- [Data shown]
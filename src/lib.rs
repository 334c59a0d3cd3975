//! A Tokio-based worker pool that bounds how many submitted tasks run
//! concurrently, while accepting an unbounded backlog of waiting tasks.

mod error;
mod lock;
mod manager;
mod stats;
mod task;
mod task_queue;

pub use error::PoolError;
pub use lock::LockStrategy;
pub use manager::{PoolConfig, WorkerPool};
pub use stats::PoolStats;
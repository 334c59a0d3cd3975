use spawn_pool::WorkerPool;
use std::time::{Duration, Instant};
use tokio::runtime::Handle;
use tokio::sync::mpsc;
use tracing::info;

async fn long_task_fn(id: usize) -> String {
  info!("Task {} starting (concurrency test - should take 1s)", id);
  tokio::time::sleep(Duration::from_secs(1)).await;
  format!("Task {} finished", id)
}

#[tokio::main]
async fn main() {
  tracing_subscriber::fmt()
    .with_max_level(tracing::Level::DEBUG)
    .with_target(false)
    .init();

  info!("--- Concurrency Limit Example (Limit: 2) ---");

  let concurrency_limit = 2;
  let pool = WorkerPool::new(concurrency_limit, Handle::current(), "concurrency_pool");

  let num_tasks: usize = 5;
  let (done_tx, mut done_rx) = mpsc::unbounded_channel();

  info!(
    "Submitting {} tasks, each takes 1 sec. With concurrency {}, this should take ~{} secs.",
    num_tasks,
    concurrency_limit,
    num_tasks.div_ceil(concurrency_limit)
  );

  let started_at = Instant::now();
  for i in 0..num_tasks {
    let done_tx = done_tx.clone();
    pool.submit(async move {
      let result = long_task_fn(i).await;
      let _ = done_tx.send(result);
    });
  }
  drop(done_tx);

  info!("Stats right after submitting: {:?}", pool.stats());

  // The channel closes once every task has run and dropped its sender.
  while let Some(result) = done_rx.recv().await {
    info!("{} (pool stats: {:?})", result, pool.stats());
  }

  info!("All tasks processed in {:?}.", started_at.elapsed());
  info!("--- Concurrency Limit Example End ---");
}
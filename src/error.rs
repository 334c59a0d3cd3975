use thiserror::Error;

/// Errors that can occur when constructing a `spawn_pool` pool.
///
/// Submitting work never fails: admission either spawns a worker or queues
/// the task, and task panics are contained by the worker that ran them.
#[derive(Error, Debug, PartialEq, Eq)]
pub enum PoolError {
  #[error("No Tokio runtime is available in the current context: {0}")]
  NoRuntime(String),
}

- [Your instructions] The lines in the listing that include the word "Instant" are to be counted; give only that number.

- [Exercise answer] 2